Texte 4 : Règles sur le commerce des esclaves en général et des nègres en particulier (1698)

Demande

On demande si, en sûreté de conscience, on peut vendre des Nègres ?

Ceux qui en font scrupule disent qu’il y a de l’inhumanité d’acheter et de vendre des hommes.

Que n’étant pas permis d’acheter une chose que l’on sait être dérobée, on ne peut acheter les Nègres, parce qu’ils sont pris et enlevés de force, c’est un vol usité parmi eux, ils se dérobent réciproquement. Cela est public et par conséquent il n’est pas licite d’entrer dans ce commerce avec eux.

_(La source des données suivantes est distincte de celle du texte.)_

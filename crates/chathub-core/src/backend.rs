//! Model backend abstraction

use async_trait::async_trait;
use serde::{Deserialize, Serialize};
use tokio::sync::mpsc;
use tokio_util::sync::CancellationToken;

use crate::{
    error::Result,
    model::{Message, ModelParameters},
};

/// One incremental piece of a streamed reply
#[derive(Debug, Clone, Default, PartialEq, Serialize, Deserialize)]
#[serde(rename_all = "camelCase")]
pub struct StreamChunk {
    pub request_id: String,
    /// Text to append (may be empty on the terminal chunk)
    #[serde(default)]
    pub content_delta: String,
    #[serde(default)]
    pub done: bool,
    #[serde(default, skip_serializing_if = "Option::is_none")]
    pub eval_count: Option<u32>,
    #[serde(default, skip_serializing_if = "Option::is_none")]
    pub error: Option<String>,
}

impl StreamChunk {
    pub fn delta(request_id: impl Into<String>, content: impl Into<String>) -> Self {
        Self {
            request_id: request_id.into(),
            content_delta: content.into(),
            ..Default::default()
        }
    }

    pub fn done(request_id: impl Into<String>, eval_count: Option<u32>) -> Self {
        Self {
            request_id: request_id.into(),
            done: true,
            eval_count,
            ..Default::default()
        }
    }

    pub fn error(request_id: impl Into<String>, error: impl Into<String>) -> Self {
        Self {
            request_id: request_id.into(),
            error: Some(error.into()),
            ..Default::default()
        }
    }

    /// No further chunks follow this one
    pub fn is_terminal(&self) -> bool {
        self.done || self.error.is_some()
    }
}

/// Sending half of a per-request chunk channel
pub type ChunkSender = mpsc::UnboundedSender<StreamChunk>;

/// Outbound chat request built from a conversation's history
#[derive(Debug, Clone, PartialEq, Serialize, Deserialize)]
#[serde(rename_all = "camelCase")]
pub struct ChatRequest {
    pub request_id: String,
    pub model: String,
    /// Full history ending with the new user message, attachments included
    pub messages: Vec<Message>,
    #[serde(default, skip_serializing_if = "Option::is_none")]
    pub system_prompt: Option<String>,
    pub parameters: ModelParameters,
    pub stream: bool,
}

/// Unary result of a chat request
#[derive(Debug, Clone, Default, PartialEq, Serialize, Deserialize)]
#[serde(rename_all = "camelCase")]
pub struct ChatResponse {
    pub content: String,
    #[serde(default, skip_serializing_if = "Option::is_none")]
    pub eval_count: Option<u32>,
    #[serde(default, skip_serializing_if = "Option::is_none")]
    pub total_duration_ms: Option<u64>,
}

/// Locally installed model as reported by the backend
#[derive(Debug, Clone, Default, PartialEq, Serialize, Deserialize)]
pub struct ModelInfo {
    pub name: String,
    #[serde(default)]
    pub modified_at: Option<String>,
    #[serde(default)]
    pub size: Option<u64>,
    #[serde(default)]
    pub digest: Option<String>,
    #[serde(default)]
    pub details: Option<ModelDetails>,
}

#[derive(Debug, Clone, Default, PartialEq, Serialize, Deserialize)]
pub struct ModelDetails {
    #[serde(default)]
    pub format: Option<String>,
    #[serde(default)]
    pub family: Option<String>,
    #[serde(default)]
    pub families: Option<Vec<String>>,
    #[serde(default)]
    pub parameter_size: Option<String>,
    #[serde(default)]
    pub quantization_level: Option<String>,
}

/// The generative-model server the engine talks to
#[async_trait]
pub trait Backend: Send + Sync {
    /// Check a server; `true` when it answers
    async fn test_connection(&self, host: &str, port: u16, use_https: bool) -> Result<bool>;

    /// Run a chat request.
    ///
    /// When `request.stream` is set, content may be reported incrementally on
    /// `chunks` before the call returns. The sender must be dropped by the time
    /// the future completes. `cancel` is a hint that the caller no longer wants
    /// the reply.
    async fn send_message(
        &self,
        request: ChatRequest,
        chunks: ChunkSender,
        cancel: CancellationToken,
    ) -> Result<ChatResponse>;

    /// Produce a short title for a conversation opening with `first_message`
    async fn generate_title(&self, model: &str, first_message: &str) -> Result<String>;

    async fn list_models(&self) -> Result<Vec<ModelInfo>>;

    async fn pull_model(&self, name: &str) -> Result<String>;

    async fn delete_model(&self, name: &str) -> Result<()>;
}
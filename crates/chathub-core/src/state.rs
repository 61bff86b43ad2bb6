//! The persisted application state aggregate

use serde::{Deserialize, Serialize};

use crate::model::{AppSettings, Connection, Conversation, Project, UiLayout};

/// Everything that survives a restart and is shared with a front end.
///
/// Conversations are kept most-recently-created first.
#[derive(Debug, Clone, PartialEq, Serialize, Deserialize)]
#[serde(rename_all = "camelCase")]
pub struct AppState {
    pub connections: Vec<Connection>,
    #[serde(default)]
    pub active_connection_id: Option<String>,
    #[serde(default)]
    pub selected_model: Option<String>,
    pub conversations: Vec<Conversation>,
    #[serde(default)]
    pub active_conversation_id: Option<String>,
    pub projects: Vec<Project>,
    #[serde(default)]
    pub active_project_id: Option<String>,
    #[serde(default)]
    pub settings: AppSettings,
    #[serde(default)]
    pub ui: UiLayout,
}

impl Default for AppState {
    fn default() -> Self {
        Self {
            connections: vec![Connection::default()],
            active_connection_id: None,
            selected_model: None,
            conversations: Vec::new(),
            active_conversation_id: None,
            projects: Vec::new(),
            active_project_id: None,
            settings: AppSettings::default(),
            ui: UiLayout::default(),
        }
    }
}

impl AppState {
    pub fn conversation(&self, id: &str) -> Option<&Conversation> {
        self.conversations.iter().find(|c| c.id == id)
    }

    pub fn conversation_mut(&mut self, id: &str) -> Option<&mut Conversation> {
        self.conversations.iter_mut().find(|c| c.id == id)
    }

    pub fn project(&self, id: &str) -> Option<&Project> {
        self.projects.iter().find(|p| p.id == id)
    }

    pub fn project_mut(&mut self, id: &str) -> Option<&mut Project> {
        self.projects.iter_mut().find(|p| p.id == id)
    }

    pub fn connection(&self, id: &str) -> Option<&Connection> {
        self.connections.iter().find(|c| c.id == id)
    }

    pub fn active_conversation(&self) -> Option<&Conversation> {
        self.active_conversation_id
            .as_deref()
            .and_then(|id| self.conversation(id))
    }

    /// Find a conversation by full id or unambiguous id prefix
    pub fn find_conversation(&self, query: &str) -> Option<&Conversation> {
        if let Some(exact) = self.conversation(query) {
            return Some(exact);
        }
        let mut matches = self.conversations.iter().filter(|c| c.id.starts_with(query));
        match (matches.next(), matches.next()) {
            (Some(only), None) => Some(only),
            _ => None,
        }
    }

    /// Finalize any message left mid-stream. Returns the number settled.
    pub(crate) fn settle_interrupted(&mut self) -> usize {
        self.conversations
            .iter_mut()
            .map(|c| c.settle_interrupted())
            .sum()
    }
}

#[cfg(test)]
mod tests {
    use super::*;

    #[test]
    fn test_default_has_local_connection() {
        let state = AppState::default();
        assert_eq!(state.connections.len(), 1);
        assert!(state.connections[0].is_default);
        assert!(state.active_connection_id.is_none());
    }

    #[test]
    fn test_find_conversation_by_prefix() {
        let mut state = AppState::default();
        let mut a = Conversation::new("m");
        a.id = "abc-1".into();
        let mut b = Conversation::new("m");
        b.id = "abd-2".into();
        state.conversations = vec![a, b];

        assert_eq!(state.find_conversation("abc").map(|c| c.id.as_str()), Some("abc-1"));
        assert!(state.find_conversation("ab").is_none());
        assert_eq!(state.find_conversation("abd-2").map(|c| c.id.as_str()), Some("abd-2"));
    }

    #[test]
    fn test_active_conversation_ignores_dangling_id() {
        let mut state = AppState::default();
        let mut a = Conversation::new("m");
        a.id = "abc-1".into();
        state.conversations = vec![a];

        state.active_conversation_id = Some("gone".into());
        assert!(state.active_conversation().is_none());
        state.active_conversation_id = Some("abc-1".into());
        assert_eq!(state.active_conversation().map(|c| c.id.as_str()), Some("abc-1"));
    }
}
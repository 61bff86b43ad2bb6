//! LAN sync session: keeps a sync transport fed with local data and merges
//! what peers push back.

use async_trait::async_trait;
use chrono::{DateTime, Utc};
use parking_lot::Mutex;
use serde::{Deserialize, Serialize};
use std::sync::Arc;
use std::time::Duration;
use tokio::sync::broadcast::error::RecvError;
use tokio::sync::mpsc;
use tokio::task::JoinHandle;
use tokio_util::sync::CancellationToken;

use crate::{
    debounce::Debouncer,
    error::Result,
    model::{Conversation, Project, SyncConfig},
    store::Store,
};

/// Conversations and projects exchanged with a peer
#[derive(Debug, Clone, Default, PartialEq, Serialize, Deserialize)]
#[serde(rename_all = "camelCase")]
pub struct SyncPush {
    #[serde(default)]
    pub conversations: Vec<Conversation>,
    #[serde(default)]
    pub projects: Vec<Project>,
}

impl SyncPush {
    fn from_store(store: &Store) -> Self {
        store.read(|state| Self {
            conversations: state.conversations.clone(),
            projects: state.projects.clone(),
        })
    }
}

/// Carries sync data to and from peers (e.g. a LAN server a phone talks to)
#[async_trait]
pub trait SyncTransport: Send + Sync {
    /// Start serving; inbound pushes arrive on the returned channel
    async fn start(&self, port: u16, pin: Option<String>) -> Result<mpsc::Receiver<SyncPush>>;

    async fn stop(&self) -> Result<()>;

    /// Replace the data offered to peers
    async fn update_sync_data(&self, data: SyncPush) -> Result<()>;
}

/// A running sync session
pub struct SyncSession {
    transport: Arc<dyn SyncTransport>,
    cancel: CancellationToken,
    task: JoinHandle<()>,
    last_synced_at: Arc<Mutex<Option<DateTime<Utc>>>>,
}

impl SyncSession {
    /// Start the transport, offer the current data right away, then keep it
    /// current (debounced) and merge every inbound push.
    pub async fn start(
        store: Store,
        transport: Arc<dyn SyncTransport>,
        config: &SyncConfig,
        debounce: Duration,
    ) -> Result<Self> {
        let mut inbound = transport.start(config.port, config.pin.clone()).await?;
        tracing::info!("Sync started on port {}", config.port);

        let mut events = store.subscribe();
        transport.update_sync_data(SyncPush::from_store(&store)).await?;

        let pusher = {
            let store = store.clone();
            let transport = transport.clone();
            Debouncer::spawn(debounce, move || {
                let data = SyncPush::from_store(&store);
                let transport = transport.clone();
                async move {
                    if let Err(e) = transport.update_sync_data(data).await {
                        tracing::warn!("Failed to update sync data: {}", e);
                    }
                }
            })
        };

        let cancel = CancellationToken::new();
        let last_synced_at = Arc::new(Mutex::new(None));
        let task = {
            let cancel = cancel.clone();
            let last_synced_at = last_synced_at.clone();
            tokio::spawn(async move {
                loop {
                    tokio::select! {
                        _ = cancel.cancelled() => break,
                        event = events.recv() => match event {
                            Ok(event) if event.touches_sync_data() => pusher.schedule(),
                            Ok(_) => {}
                            Err(RecvError::Lagged(_)) => pusher.schedule(),
                            Err(RecvError::Closed) => break,
                        },
                        push = inbound.recv() => match push {
                            Some(push) => {
                                tracing::debug!(
                                    "Received sync push: {} conversation(s), {} project(s)",
                                    push.conversations.len(),
                                    push.projects.len()
                                );
                                store.merge_remote(&push.conversations, &push.projects);
                                *last_synced_at.lock() = Some(Utc::now());
                            }
                            None => {
                                tracing::debug!("Sync transport closed its inbound channel");
                                break;
                            }
                        },
                    }
                }
                pusher.shutdown().await;
            })
        };

        Ok(Self {
            transport,
            cancel,
            task,
            last_synced_at,
        })
    }

    /// When a peer push was last merged
    pub fn last_synced_at(&self) -> Option<DateTime<Utc>> {
        *self.last_synced_at.lock()
    }

    /// Stop the session and the transport. Pending local changes are offered
    /// to peers first.
    pub async fn stop(self) -> Result<()> {
        self.cancel.cancel();
        if let Err(e) = self.task.await {
            tracing::warn!("Sync session task failed: {}", e);
        }
        self.transport.stop().await?;
        tracing::info!("Sync stopped");
        Ok(())
    }
}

-1e Ceux qui sont d’un sentiment contraire disent que c’est un grand avantage pour ces pauvres malheureux ; parce qu’étant portés dans un pays chrétien, ils y sont instruits et baptisés, à quoi ils n’ont aucune répugnance, mais au contraire on trouve encore une admirable disposition : et il y en a plusieurs qui demandent instamment le baptême, lorsqu’ils sont parmi nous pour être délivrés du diable , dont ils assurent qu’ils sont maltraités et battus ; ils seraient privés de ce bonheur dans leur pays, qui est tout idolâtrie, et où il n’y a pas de missionnaires catholiques.

-2e Tous les princes chrétiens permettent à leurs sujets de faire commerce.

-3e Les Espagnols et les Portugais, qui se piquent d’être les meilleurs catholiques du monde, sont ceux qui en font le plus grand commerce.

-4e Notre Roi Très Chrétien ne fait point de difficulté d’acheter des esclaves turcs, quoiqu’il y en ait très peu qui embrassent le christianisme.

-5e Les Nègres sont ordinairement mieux nourris, habillés et soignés dans leurs maladies chez les chrétiens que chez eux.

-6e Le roi des pays où ils naissent souffre ce commerce. Il permet aux chrétiens de faire battre le tambour, pour avertir tous ceux qui ont des esclaves à vendre, qu’un tel jour il se présentera des marchands pour les acheter.

 

Réponse

Le Conseil de Conscience soussigné estime qu’avant de répondre, il faut établir quelques principes qui pourront servir à rendre la résolution qu’on demande plus facile, et en même temps plus intelligible.

La servitude n’est point de droit naturel : l’homme au contraire est né libre ; mais elle a été introduite par le Droit des Gens […] [suivent des exemples bibliques, tirés ensuite du droit canon, du droit civil antique et byzantin]

Le Droit divin et humain permettent les esclaves ; d’où il s’ensuit qu’on peut les vendre, les acheter, les changer comme les autres biens dont on est légitime possesseur.

La plus grande difficulté touchant le cas présent n’est pas de savoir si l’on peut vendre des esclaves : cela est certain par les principes ci-dessus établis ; mais de savoir si de la manière que se fait ordinairement le commerce des Nègres et autres esclaves, il n’est point injuste. Plusieurs auteurs qui ont examiné cette question, soutiennent que ce commerce qui se fait dans la Guinée, en Ethiopie et en d’autres pays infidèles est ordinairement injuste ; en sorte que les marchands qui vendent ou achètent là des esclaves pèchent mortellement, et doivent leur rendre la liberté. […]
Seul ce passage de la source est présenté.